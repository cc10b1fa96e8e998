use crate::codec::{decode_i32, CodecError, Decodable, Encodable};
use bytes::{BufMut, BytesMut};
use std::io::Cursor;

/// Keyboard event payload shared by `KeyPress` and `KeyRelease`.
///
/// Wire layout (little-endian): `i32 key | i32 modifiers`. Both fields are
/// opaque codes defined by the host windowing layer.
#[derive(Clone, Copy, Debug, PartialEq, Eq)]
pub struct KeyEvent {
    pub key: i32,
    pub modifiers: i32,
}

impl KeyEvent {
    /// Encoded size in bytes.
    pub const SIZE: usize = 8;

    pub fn new(key: i32, modifiers: i32) -> Self {
        KeyEvent { key, modifiers }
    }
}

impl Encodable for KeyEvent {
    fn encode(&self, buf: &mut BytesMut) {
        buf.put_i32_le(self.key);
        buf.put_i32_le(self.modifiers);
    }
}

impl Decodable for KeyEvent {
    fn decode(buf: &mut Cursor<&[u8]>) -> Result<Self, CodecError> {
        let key = decode_i32(buf)?;
        let modifiers = decode_i32(buf)?;
        Ok(KeyEvent { key, modifiers })
    }
}
//! Demo host: shares a synthetic test pattern and logs injected input.
//!
//! ```text
//! cargo run --example host -- --port 55555
//! ```

use argh::FromArgs;
use remwin::server::{EventSink, Server, ServerConfig};
use remwin::{MouseEvent, Point};
use std::net::SocketAddr;
use std::time::Duration;
use tracing::info;

#[derive(FromArgs)]
/// Share a synthetic test pattern over the session protocol.
struct Args {
    /// TCP port to listen on
    #[argh(option, short = 'p', default = "55555")]
    port: u16,

    /// capture interval in milliseconds
    #[argh(option, default = "25")]
    interval_ms: u64,
}

struct LogSink;

impl EventSink for LogSink {
    fn mouse_move(&mut self, position: Point) {
        info!(?position, "mouse move");
    }

    fn mouse_click(&mut self, event: MouseEvent) {
        info!(?event, "mouse click");
    }

    fn key_press(&mut self, key: i32, modifiers: i32) {
        info!(key, modifiers, "key press");
    }

    fn chat_message(&mut self, peer: SocketAddr, text: &str) {
        info!(%peer, text, "chat");
    }
}

#[tokio::main]
async fn main() -> remwin::Result<()> {
    tracing_subscriber::fmt::init();
    let args: Args = argh::from_env();

    // No real screen grabber here: each tick produces a counter pattern so
    // viewers have something to look at on the wire.
    let mut frame_no = 0u64;
    let source = move |_window: Option<u64>, quality: f32| {
        frame_no += 1;
        Some(format!("synthetic frame {frame_no} at quality {quality:.2}").into_bytes())
    };

    let config = ServerConfig::default()
        .with_port(args.port)
        .with_update_delay(Duration::from_millis(args.interval_ms));
    let server = Server::start(config, Some(Box::new(source)), LogSink).await?;
    info!(addr = %server.local_addr(), "host ready, waiting for viewers");

    let mut count = server.client_count_changed();
    loop {
        count.changed().await?;
        info!(viewers = *count.borrow(), "viewer count changed");
    }
}
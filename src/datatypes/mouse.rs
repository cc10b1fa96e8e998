use crate::codec::{decode_i32, CodecError, Decodable, Encodable};
use crate::datatypes::Point;
use bytes::{BufMut, BytesMut};
use std::io::Cursor;

/// Pointer event payload shared by `MousePress`, `MouseRelease` and
/// `MouseClick`.
///
/// Wire layout (all little-endian): `i32 button | Point | i32 modifiers`,
/// 16 bytes total. `button` and `modifiers` are opaque codes defined by the
/// host windowing layer; they are transported unchanged end-to-end.
#[derive(Clone, Copy, Debug, PartialEq, Eq)]
pub struct MouseEvent {
    pub button: i32,
    pub position: Point,
    pub modifiers: i32,
}

impl MouseEvent {
    /// Encoded size in bytes.
    pub const SIZE: usize = 4 + Point::SIZE + 4;

    pub fn new(button: i32, position: Point, modifiers: i32) -> Self {
        MouseEvent {
            button,
            position,
            modifiers,
        }
    }
}

impl Encodable for MouseEvent {
    fn encode(&self, buf: &mut BytesMut) {
        buf.put_i32_le(self.button);
        self.position.encode(buf);
        buf.put_i32_le(self.modifiers);
    }
}

impl Decodable for MouseEvent {
    fn decode(buf: &mut Cursor<&[u8]>) -> Result<Self, CodecError> {
        let button = decode_i32(buf)?;
        let position = Point::decode(buf)?;
        let modifiers = decode_i32(buf)?;
        Ok(MouseEvent {
            button,
            position,
            modifiers,
        })
    }
}
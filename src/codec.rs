// ABOUTME: Separates typed payload encoding/decoding from the wire framing layer
// ABOUTME: Provides the Encodable/Decodable traits, CodecError and field helpers

use bytes::{Buf, Bytes, BytesMut};
use std::io::Cursor;
use thiserror::Error;

/// Trait for payload types that can be encoded into a frame payload.
pub trait Encodable {
    /// Append the encoded representation to `buf`.
    fn encode(&self, buf: &mut BytesMut);

    /// Encode into a fresh payload buffer.
    fn to_payload(&self) -> Bytes {
        let mut buf = BytesMut::new();
        self.encode(&mut buf);
        buf.freeze()
    }
}

/// Trait for payload types that can be decoded from a frame payload.
pub trait Decodable: Sized {
    /// Decode one value from the cursor, advancing past the consumed bytes.
    fn decode(buf: &mut Cursor<&[u8]>) -> Result<Self, CodecError>;

    /// Decode from a complete payload slice.
    fn from_payload(payload: &[u8]) -> Result<Self, CodecError> {
        let mut cursor = Cursor::new(payload);
        Self::decode(&mut cursor)
    }
}

/// Payload decode errors.
///
/// A payload that fails to decode drops the enclosing message; it never
/// terminates the connection.
#[derive(Debug, Error)]
pub enum CodecError {
    #[error("incomplete payload: need more data")]
    Incomplete,

    #[error("UTF-8 decoding error in field '{field}': {source}")]
    Utf8Error {
        field: &'static str,
        #[source]
        source: std::string::FromUtf8Error,
    },
}

/// Decode a little-endian `i32`.
pub fn decode_i32(buf: &mut Cursor<&[u8]>) -> Result<i32, CodecError> {
    if buf.remaining() < 4 {
        return Err(CodecError::Incomplete);
    }
    Ok(buf.get_i32_le())
}

/// Decode a little-endian `u32`.
pub fn decode_u32(buf: &mut Cursor<&[u8]>) -> Result<u32, CodecError> {
    if buf.remaining() < 4 {
        return Err(CodecError::Incomplete);
    }
    Ok(buf.get_u32_le())
}
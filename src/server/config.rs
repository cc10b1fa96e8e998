use crate::datatypes::WindowHandle;
use std::time::Duration;

/// Default listen port.
pub const DEFAULT_PORT: u16 = 55555;

/// Default delay between capture ticks (40 fps).
pub const WINDOW_UPDATE_DELAY_DEFAULT: Duration = Duration::from_millis(25);

/// Lower bound on the capture tick delay.
pub const WINDOW_UPDATE_DELAY_MIN: Duration = Duration::from_millis(5);

/// Default JPEG quality handed to the capture source.
pub const QUALITY_DEFAULT: f32 = 0.75;

/// Host configuration block.
///
/// Plain data; the capture source and event sink are passed separately to
/// [`Server::start`](crate::server::Server::start) because they are live
/// objects, not settings.
///
/// # Example
///
/// ```rust
/// use remwin::server::ServerConfig;
/// use std::time::Duration;
///
/// let config = ServerConfig::default()
///     .with_port(7100)
///     .with_update_delay(Duration::from_millis(10))
///     .with_quality(0.9)
///     .with_window(0x5400_0007);
/// ```
#[derive(Clone, Debug)]
pub struct ServerConfig {
    /// TCP listen port. Port 0 binds an ephemeral port, useful in tests.
    pub port: u16,

    /// Delay between capture ticks. Clamped to at least
    /// [`WINDOW_UPDATE_DELAY_MIN`]; a shorter period would spend the whole
    /// tick budget on encoding.
    pub update_delay: Duration,

    /// JPEG quality in `[0.0, 1.0]`, forwarded to the capture source.
    pub quality: f32,

    /// The window being shared, if any. Forwarded opaquely to the capture
    /// source; with no window and no source that can work without one, the
    /// tick sends nothing.
    pub window: Option<WindowHandle>,
}

impl Default for ServerConfig {
    fn default() -> Self {
        ServerConfig {
            port: DEFAULT_PORT,
            update_delay: WINDOW_UPDATE_DELAY_DEFAULT,
            quality: QUALITY_DEFAULT,
            window: None,
        }
    }
}

impl ServerConfig {
    pub fn with_port(mut self, port: u16) -> Self {
        self.port = port;
        self
    }

    /// Set the capture tick delay, clamped to the minimum.
    pub fn with_update_delay(mut self, delay: Duration) -> Self {
        self.update_delay = delay.max(WINDOW_UPDATE_DELAY_MIN);
        self
    }

    /// Set the JPEG quality, clamped into `[0.0, 1.0]`.
    pub fn with_quality(mut self, quality: f32) -> Self {
        self.quality = quality.clamp(0.0, 1.0);
        self
    }

    pub fn with_window(mut self, window: WindowHandle) -> Self {
        self.window = Some(window);
        self
    }
}

#[cfg(test)]
mod tests {
    use super::*;

    #[test]
    fn defaults() {
        let config = ServerConfig::default();
        assert_eq!(config.port, 55555);
        assert_eq!(config.update_delay, Duration::from_millis(25));
        assert!(config.window.is_none());
    }

    #[test]
    fn update_delay_is_clamped() {
        let config = ServerConfig::default().with_update_delay(Duration::from_millis(1));
        assert_eq!(config.update_delay, WINDOW_UPDATE_DELAY_MIN);

        let config = ServerConfig::default().with_update_delay(Duration::from_millis(100));
        assert_eq!(config.update_delay, Duration::from_millis(100));
    }

    #[test]
    fn quality_is_clamped() {
        assert_eq!(ServerConfig::default().with_quality(1.7).quality, 1.0);
        assert_eq!(ServerConfig::default().with_quality(-0.3).quality, 0.0);
        assert_eq!(ServerConfig::default().with_quality(0.5).quality, 0.5);
    }
}
mod chat;
mod command;
mod key;
mod mouse;
mod point;

pub use chat::{ChatText, CHAT_MSG_MAX_SIZE};
pub use command::Command;
pub use key::KeyEvent;
pub use mouse::MouseEvent;
pub use point::Point;

/// Opaque identifier of the host window being shared.
///
/// The core never interprets the value; it is handed verbatim to the
/// installed capture source, which maps it onto whatever the platform
/// windowing layer uses (an X11 window id, an HWND, ...).
pub type WindowHandle = u64;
_ _ _ _ _
*DESCRIPTION OF THE TASK*:
Look for the word "JPEG" in the data, then return every line that contains it.

*OUTPUT FOR THIS TASK*:
/// Default JPEG quality handed to the capture source.
    /// JPEG quality in `[0.0, 1.0]`, forwarded to the capture source.
    /// Set the JPEG quality, clamped into `[0.0, 1.0]`.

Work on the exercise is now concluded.